- Opening Delimiter -

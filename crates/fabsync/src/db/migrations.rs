//! Database migration system.
//!
//! Tracks applied migrations in a `_migrations` table and applies
//! pending ones in order, each inside its own transaction.

use rusqlite::Connection;

use super::error::DatabaseError;

struct Migration {
    version: u32,
    description: &'static str,
    sql: &'static str,
}

/// All migrations in order. Each is applied at most once.
const MIGRATIONS: &[Migration] = &[
    Migration {
        version: 1,
        description: "create_resources_table",
        sql: include_str!("sql/001_create_resources.sql"),
    },
    Migration {
        version: 2,
        description: "create_resource_state_history_table",
        sql: include_str!("sql/002_create_resource_state_history.sql"),
    },
    Migration {
        version: 3,
        description: "create_alerts_table",
        sql: include_str!("sql/003_create_alerts.sql"),
    },
    Migration {
        version: 4,
        description: "create_fabrics_table",
        sql: include_str!("sql/004_create_fabrics.sql"),
    },
];

/// Runs all pending migrations on the given connection.
pub fn run_all(conn: &Connection) -> Result<(), DatabaseError> {
    apply(conn, MIGRATIONS)
}

fn apply(conn: &Connection, migrations: &[Migration]) -> Result<(), DatabaseError> {
    conn.execute_batch(
        "CREATE TABLE IF NOT EXISTS _migrations (
            version INTEGER PRIMARY KEY,
            description TEXT NOT NULL,
            applied_at TEXT NOT NULL DEFAULT (datetime('now'))
        );",
    )?;

    let current_version: u32 = conn.query_row(
        "SELECT COALESCE(MAX(version), 0) FROM _migrations",
        [],
        |r| r.get(0),
    )?;

    for migration in migrations {
        if migration.version <= current_version {
            continue;
        }

        log::info!(
            "Running migration v{}: {}",
            migration.version,
            migration.description
        );

        let batch = format!(
            "BEGIN;\n{}\nINSERT INTO _migrations (version, description) VALUES ({}, '{}');\nCOMMIT;",
            migration.sql, migration.version, migration.description
        );
        if let Err(e) = conn.execute_batch(&batch) {
            if !conn.is_autocommit() {
                if let Err(rollback) = conn.execute_batch("ROLLBACK;") {
                    log::warn!(
                        "Rollback of migration v{} failed: {}",
                        migration.version,
                        rollback
                    );
                }
            }
            return Err(DatabaseError::Migration {
                version: migration.version,
                reason: e.to_string(),
            });
        }
    }

    Ok(())
}

#[cfg(test)]
mod tests {
    use super::*;

    fn migrated() -> Connection {
        let conn = Connection::open_in_memory().unwrap();
        run_all(&conn).unwrap();
        conn
    }

    #[test]
    fn test_migrations_run_on_fresh_db() {
        let conn = migrated();
        let count: u32 = conn
            .query_row("SELECT COUNT(*) FROM _migrations", [], |r| r.get(0))
            .unwrap();
        assert_eq!(count, MIGRATIONS.len() as u32);
    }

    #[test]
    fn test_migrations_are_idempotent() {
        let conn = migrated();
        run_all(&conn).unwrap();
        let count: u32 = conn
            .query_row("SELECT COUNT(*) FROM _migrations", [], |r| r.get(0))
            .unwrap();
        assert_eq!(count, MIGRATIONS.len() as u32);
    }

    #[test]
    fn test_failed_migration_rolls_back() {
        let conn = migrated();
        let broken = [Migration {
            version: 99,
            description: "broken",
            sql: "CREATE TABLE half_done (id INTEGER);\nINSERT INTO missing_table VALUES (1);",
        }];

        let result = apply(&conn, &broken);
        assert!(matches!(result, Err(DatabaseError::Migration { version: 99, .. })));
        assert!(conn.is_autocommit());

        let leftovers: u32 = conn
            .query_row(
                "SELECT COUNT(*) FROM sqlite_master WHERE name = 'half_done'",
                [],
                |r| r.get(0),
            )
            .unwrap();
        assert_eq!(leftovers, 0);
        let recorded: u32 = conn
            .query_row("SELECT COUNT(*) FROM _migrations WHERE version = 99", [], |r| r.get(0))
            .unwrap();
        assert_eq!(recorded, 0);
    }

    #[test]
    fn test_open_alert_uniqueness_is_enforced() {
        let conn = migrated();
        let insert = "INSERT INTO alerts (id, fabric_id, subject, alert_type, severity, status, priority, message, created_at)
                      VALUES (?1, 'f1', 'vpc/x', 'conflict_detected', 'CRITICAL', ?2, 10, 'dup', '2026-01-01T00:00:00Z')";
        conn.execute(insert, rusqlite::params!["a1", "ACTIVE"]).unwrap();
        assert!(conn.execute(insert, rusqlite::params!["a2", "ACTIVE"]).is_err());
        // closed alerts do not count
        conn.execute(
            "INSERT INTO alerts (id, fabric_id, subject, alert_type, severity, status, priority, message, created_at, resolved_at, resolved_action)
             VALUES ('a3', 'f1', 'vpc/x', 'conflict_detected', 'CRITICAL', 'RESOLVED', 10, 'dup', '2026-01-01T00:00:00Z', '2026-01-01T00:00:00Z', 'ignore')",
            [],
        )
        .unwrap();
    }

    #[test]
    fn test_resolved_alert_requires_action() {
        let conn = migrated();
        let result = conn.execute(
            "INSERT INTO alerts (id, fabric_id, subject, alert_type, severity, status, priority, message, created_at)
             VALUES ('a1', 'f1', 's', 'sync_failure', 'HIGH', 'RESOLVED', 30, 'x', '2026-01-01T00:00:00Z')",
            [],
        );
        assert!(result.is_err());
    }
}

- Closing Delimiter -

▶ Exercise aim: Could you reproduce all of the entries above exactly?

▶ Reply to the task:
filename crates/fabsync/src/db/migrations.rs
//! Database migration system.
//!
//! Tracks applied migrations in a `_migrations` table and applies
//! pending ones in order, each inside its own transaction.

use rusqlite::Connection;

use super::error::DatabaseError;

struct Migration {
    version: u32,
    description: &'static str,
    sql: &'static str,
}

/// All migrations in order. Each is applied at most once.
const MIGRATIONS: &[Migration] = &[
    Migration {
        version: 1,
        description: "create_resources_table",
        sql: include_str!("sql/001_create_resources.sql"),
    },
    Migration {
        version: 2,
        description: "create_resource_state_history_table",
        sql: include_str!("sql/002_create_resource_state_history.sql"),
    },
    Migration {
        version: 3,
        description: "create_alerts_table",
        sql: include_str!("sql/003_create_alerts.sql"),
    },
    Migration {
        version: 4,
        description: "create_fabrics_table",
        sql: include_str!("sql/004_create_fabrics.sql"),
    },
];

/// Runs all pending migrations on the given connection.
pub fn run_all(conn: &Connection) -> Result<(), DatabaseError> {
    apply(conn, MIGRATIONS)
}

fn apply(conn: &Connection, migrations: &[Migration]) -> Result<(), DatabaseError> {
    conn.execute_batch(
        "CREATE TABLE IF NOT EXISTS _migrations (
            version INTEGER PRIMARY KEY,
            description TEXT NOT NULL,
            applied_at TEXT NOT NULL DEFAULT (datetime('now'))
        );",
    )?;

    let current_version: u32 = conn.query_row(
        "SELECT COALESCE(MAX(version), 0) FROM _migrations",
        [],
        |r| r.get(0),
    )?;

    for migration in migrations {
        if migration.version <= current_version {
            continue;
        }

        log::info!(
            "Running migration v{}: {}",
            migration.version,
            migration.description
        );

        let batch = format!(
            "BEGIN;\n{}\nINSERT INTO _migrations (version, description) VALUES ({}, '{}');\nCOMMIT;",
            migration.sql, migration.version, migration.description
        );
        if let Err(e) = conn.execute_batch(&batch) {
            if !conn.is_autocommit() {
                if let Err(rollback) = conn.execute_batch("ROLLBACK;") {
                    log::warn!(
                        "Rollback of migration v{} failed: {}",
                        migration.version,
                        rollback
                    );
                }
            }
            return Err(DatabaseError::Migration {
                version: migration.version,
                reason: e.to_string(),
            });
        }
    }

    Ok(())
}

#[cfg(test)]
mod tests {
    use super::*;

    fn migrated() -> Connection {
        let conn = Connection::open_in_memory().unwrap();
        run_all(&conn).unwrap();
        conn
    }

    #[test]
    fn test_migrations_run_on_fresh_db() {
        let conn = migrated();
        let count: u32 = conn
            .query_row("SELECT COUNT(*) FROM _migrations", [], |r| r.get(0))
            .unwrap();
        assert_eq!(count, MIGRATIONS.len() as u32);
    }

    #[test]
    fn test_migrations_are_idempotent() {
        let conn = migrated();
        run_all(&conn).unwrap();
        let count: u32 = conn
            .query_row("SELECT COUNT(*) FROM _migrations", [], |r| r.get(0))
            .unwrap();
        assert_eq!(count, MIGRATIONS.len() as u32);
    }

    #[test]
    fn test_failed_migration_rolls_back() {
        let conn = migrated();
        let broken = [Migration {
            version: 99,
            description: "broken",
            sql: "CREATE TABLE half_done (id INTEGER);\nINSERT INTO missing_table VALUES (1);",
        }];

        let result = apply(&conn, &broken);
        assert!(matches!(result, Err(DatabaseError::Migration { version: 99, .. })));
        assert!(conn.is_autocommit());

        let leftovers: u32 = conn
            .query_row(
                "SELECT COUNT(*) FROM sqlite_master WHERE name = 'half_done'",
                [],
                |r| r.get(0),
            )
            .unwrap();
        assert_eq!(leftovers, 0);
        let recorded: u32 = conn
            .query_row("SELECT COUNT(*) FROM _migrations WHERE version = 99", [], |r| r.get(0))
            .unwrap();
        assert_eq!(recorded, 0);
    }

    #[test]
    fn test_open_alert_uniqueness_is_enforced() {
        let conn = migrated();
        let insert = "INSERT INTO alerts (id, fabric_id, subject, alert_type, severity, status, priority, message, created_at)
                      VALUES (?1, 'f1', 'vpc/x', 'conflict_detected', 'CRITICAL', ?2, 10, 'dup', '2026-01-01T00:00:00Z')";
        conn.execute(insert, rusqlite::params!["a1", "ACTIVE"]).unwrap();
        assert!(conn.execute(insert, rusqlite::params!["a2", "ACTIVE"]).is_err());
        // closed alerts do not count
        conn.execute(
            "INSERT INTO alerts (id, fabric_id, subject, alert_type, severity, status, priority, message, created_at, resolved_at, resolved_action)
             VALUES ('a3', 'f1', 'vpc/x', 'conflict_detected', 'CRITICAL', 'RESOLVED', 10, 'dup', '2026-01-01T00:00:00Z', '2026-01-01T00:00:00Z', 'ignore')",
            [],
        )
        .unwrap();
    }

    #[test]
    fn test_resolved_alert_requires_action() {
        let conn = migrated();
        let result = conn.execute(
            "INSERT INTO alerts (id, fabric_id, subject, alert_type, severity, status, priority, message, created_at)
             VALUES ('a1', 'f1', 's', 'sync_failure', 'HIGH', 'RESOLVED', 30, 'x', '2026-01-01T00:00:00Z')",
            [],
        );
        assert!(result.is_err());
    }
}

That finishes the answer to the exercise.